Problem requirements: Please write each record out again word for word.

Task input:
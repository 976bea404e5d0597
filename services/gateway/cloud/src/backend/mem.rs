//! In-memory cloud backend for development, tests and simulation

use crate::blocks::DEFAULT_BLOCK_SIZE;
use crate::{CloudError, CloudService, Peer, UplinkHandle};
use async_trait::async_trait;
use bytes::{Bytes, BytesMut};
use dashmap::DashMap;
use std::sync::Arc;
use tokio::sync::RwLock;
use tracing::debug;

/// What the cloud answers an uplink with
#[derive(Debug, Clone, Default)]
pub enum CloudResponse {
    /// Empty downlink
    #[default]
    Empty,
    /// Send the uplinked payload back
    Echo,
    /// Fixed payload
    Fixed(Bytes),
}

/// In-memory cloud implementation
pub struct MemoryCloud {
    /// Open uplinks: handle -> blocks received so far
    open: Arc<DashMap<UplinkHandle, Vec<Bytes>>>,
    /// Completed uplink payloads per peer, in completion order
    completed: Arc<DashMap<Peer, Vec<Bytes>>>,
    /// Device certificates per peer
    device_certs: Arc<DashMap<Peer, Bytes>>,
    server_cert: RwLock<Option<Bytes>>,
    response: CloudResponse,
    block_size: usize,
}

impl MemoryCloud {
    /// Create an empty in-memory cloud answering with empty downlinks
    pub fn new() -> Self {
        Self {
            open: Arc::new(DashMap::new()),
            completed: Arc::new(DashMap::new()),
            device_certs: Arc::new(DashMap::new()),
            server_cert: RwLock::new(None),
            response: CloudResponse::Empty,
            block_size: DEFAULT_BLOCK_SIZE,
        }
    }

    /// Set how uplinks are answered
    pub fn with_response(mut self, response: CloudResponse) -> Self {
        self.response = response;
        self
    }

    /// Set the downlink block size
    pub fn with_block_size(mut self, block_size: usize) -> Self {
        self.block_size = block_size.max(1);
        self
    }

    /// Set the server certificate served by [`CloudService::fetch_server_certificate`]
    pub async fn set_server_certificate(&self, cert: Bytes) {
        *self.server_cert.write().await = Some(cert);
    }

    /// Completed uplink payloads of a peer
    pub fn uplinks(&self, peer: Peer) -> Vec<Bytes> {
        self.completed
            .get(&peer)
            .map(|v| v.clone())
            .unwrap_or_default()
    }

    /// Device certificate submitted for a peer
    pub fn device_certificate(&self, peer: Peer) -> Option<Bytes> {
        self.device_certs.get(&peer).map(|v| v.clone())
    }

    /// Number of uplinks still open
    pub fn open_uplinks(&self) -> usize {
        self.open.len()
    }

    fn split(&self, payload: Bytes) -> Vec<Bytes> {
        let mut blocks = Vec::new();
        let mut offset = 0;
        while offset < payload.len() {
            let end = (offset + self.block_size).min(payload.len());
            blocks.push(payload.slice(offset..end));
            offset = end;
        }
        blocks
    }
}

impl Default for MemoryCloud {
    fn default() -> Self {
        Self::new()
    }
}

#[async_trait]
impl CloudService for MemoryCloud {
    async fn upload_block(
        &self,
        handle: UplinkHandle,
        index: u32,
        block: Bytes,
        is_last: bool,
    ) -> Result<(), CloudError> {
        debug!(
            "Cloud upload uplink={} index={} len={} last={}",
            handle,
            index,
            block.len(),
            is_last
        );

        let mut blocks = self.open.entry(handle).or_insert_with(Vec::new);
        if index as usize != blocks.len() {
            return Err(CloudError::Invalid(format!(
                "block {} out of order, expected {}",
                index,
                blocks.len()
            )));
        }
        blocks.push(block);
        Ok(())
    }

    async fn finish_uplink(&self, handle: UplinkHandle) -> Result<Vec<Bytes>, CloudError> {
        let blocks = self
            .open
            .remove(&handle)
            .map(|(_, blocks)| blocks)
            .unwrap_or_default();

        let mut payload = BytesMut::new();
        for block in &blocks {
            payload.extend_from_slice(block);
        }
        let payload = payload.freeze();
        debug!("Cloud finish uplink={} len={}", handle, payload.len());

        self.completed
            .entry(handle.peer)
            .or_insert_with(Vec::new)
            .push(payload.clone());

        Ok(match &self.response {
            CloudResponse::Empty => Vec::new(),
            CloudResponse::Echo => self.split(payload),
            CloudResponse::Fixed(bytes) => self.split(bytes.clone()),
        })
    }

    async fn cancel_uplink(&self, handle: UplinkHandle) -> Result<(), CloudError> {
        debug!("Cloud cancel uplink={}", handle);
        self.open.remove(&handle);
        Ok(())
    }

    async fn fetch_server_certificate(&self) -> Result<Bytes, CloudError> {
        self.server_cert
            .read()
            .await
            .clone()
            .ok_or_else(|| CloudError::NotFound("server certificate".to_string()))
    }

    async fn submit_device_certificate(&self, peer: Peer, der: Bytes) -> Result<(), CloudError> {
        debug!("Cloud device certificate peer={} len={}", peer, der.len());
        if der.is_empty() {
            return Err(CloudError::Rejected("empty certificate".to_string()));
        }
        self.device_certs.insert(peer, der);
        Ok(())
    }
}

Output of the task:
repository 976bea404e5d0597
filename services/gateway/cloud/src/backend/mem.rs
//! In-memory cloud backend for development, tests and simulation

use crate::blocks::DEFAULT_BLOCK_SIZE;
use crate::{CloudError, CloudService, Peer, UplinkHandle};
use async_trait::async_trait;
use bytes::{Bytes, BytesMut};
use dashmap::DashMap;
use std::sync::Arc;
use tokio::sync::RwLock;
use tracing::debug;

/// What the cloud answers an uplink with
#[derive(Debug, Clone, Default)]
pub enum CloudResponse {
    /// Empty downlink
    #[default]
    Empty,
    /// Send the uplinked payload back
    Echo,
    /// Fixed payload
    Fixed(Bytes),
}

/// In-memory cloud implementation
pub struct MemoryCloud {
    /// Open uplinks: handle -> blocks received so far
    open: Arc<DashMap<UplinkHandle, Vec<Bytes>>>,
    /// Completed uplink payloads per peer, in completion order
    completed: Arc<DashMap<Peer, Vec<Bytes>>>,
    /// Device certificates per peer
    device_certs: Arc<DashMap<Peer, Bytes>>,
    server_cert: RwLock<Option<Bytes>>,
    response: CloudResponse,
    block_size: usize,
}

impl MemoryCloud {
    /// Create an empty in-memory cloud answering with empty downlinks
    pub fn new() -> Self {
        Self {
            open: Arc::new(DashMap::new()),
            completed: Arc::new(DashMap::new()),
            device_certs: Arc::new(DashMap::new()),
            server_cert: RwLock::new(None),
            response: CloudResponse::Empty,
            block_size: DEFAULT_BLOCK_SIZE,
        }
    }

    /// Set how uplinks are answered
    pub fn with_response(mut self, response: CloudResponse) -> Self {
        self.response = response;
        self
    }

    /// Set the downlink block size
    pub fn with_block_size(mut self, block_size: usize) -> Self {
        self.block_size = block_size.max(1);
        self
    }

    /// Set the server certificate served by [`CloudService::fetch_server_certificate`]
    pub async fn set_server_certificate(&self, cert: Bytes) {
        *self.server_cert.write().await = Some(cert);
    }

    /// Completed uplink payloads of a peer
    pub fn uplinks(&self, peer: Peer) -> Vec<Bytes> {
        self.completed
            .get(&peer)
            .map(|v| v.clone())
            .unwrap_or_default()
    }

    /// Device certificate submitted for a peer
    pub fn device_certificate(&self, peer: Peer) -> Option<Bytes> {
        self.device_certs.get(&peer).map(|v| v.clone())
    }

    /// Number of uplinks still open
    pub fn open_uplinks(&self) -> usize {
        self.open.len()
    }

    fn split(&self, payload: Bytes) -> Vec<Bytes> {
        let mut blocks = Vec::new();
        let mut offset = 0;
        while offset < payload.len() {
            let end = (offset + self.block_size).min(payload.len());
            blocks.push(payload.slice(offset..end));
            offset = end;
        }
        blocks
    }
}

impl Default for MemoryCloud {
    fn default() -> Self {
        Self::new()
    }
}

#[async_trait]
impl CloudService for MemoryCloud {
    async fn upload_block(
        &self,
        handle: UplinkHandle,
        index: u32,
        block: Bytes,
        is_last: bool,
    ) -> Result<(), CloudError> {
        debug!(
            "Cloud upload uplink={} index={} len={} last={}",
            handle,
            index,
            block.len(),
            is_last
        );

        let mut blocks = self.open.entry(handle).or_insert_with(Vec::new);
        if index as usize != blocks.len() {
            return Err(CloudError::Invalid(format!(
                "block {} out of order, expected {}",
                index,
                blocks.len()
            )));
        }
        blocks.push(block);
        Ok(())
    }

    async fn finish_uplink(&self, handle: UplinkHandle) -> Result<Vec<Bytes>, CloudError> {
        let blocks = self
            .open
            .remove(&handle)
            .map(|(_, blocks)| blocks)
            .unwrap_or_default();

        let mut payload = BytesMut::new();
        for block in &blocks {
            payload.extend_from_slice(block);
        }
        let payload = payload.freeze();
        debug!("Cloud finish uplink={} len={}", handle, payload.len());

        self.completed
            .entry(handle.peer)
            .or_insert_with(Vec::new)
            .push(payload.clone());

        Ok(match &self.response {
            CloudResponse::Empty => Vec::new(),
            CloudResponse::Echo => self.split(payload),
            CloudResponse::Fixed(bytes) => self.split(bytes.clone()),
        })
    }

    async fn cancel_uplink(&self, handle: UplinkHandle) -> Result<(), CloudError> {
        debug!("Cloud cancel uplink={}", handle);
        self.open.remove(&handle);
        Ok(())
    }

    async fn fetch_server_certificate(&self) -> Result<Bytes, CloudError> {
        self.server_cert
            .read()
            .await
            .clone()
            .ok_or_else(|| CloudError::NotFound("server certificate".to_string()))
    }

    async fn submit_device_certificate(&self, peer: Peer, der: Bytes) -> Result<(), CloudError> {
        debug!("Cloud device certificate peer={} len={}", peer, der.len());
        if der.is_empty() {
            return Err(CloudError::Rejected("empty certificate".to_string()));
        }
        self.device_certs.insert(peer, der);
        Ok(())
    }
}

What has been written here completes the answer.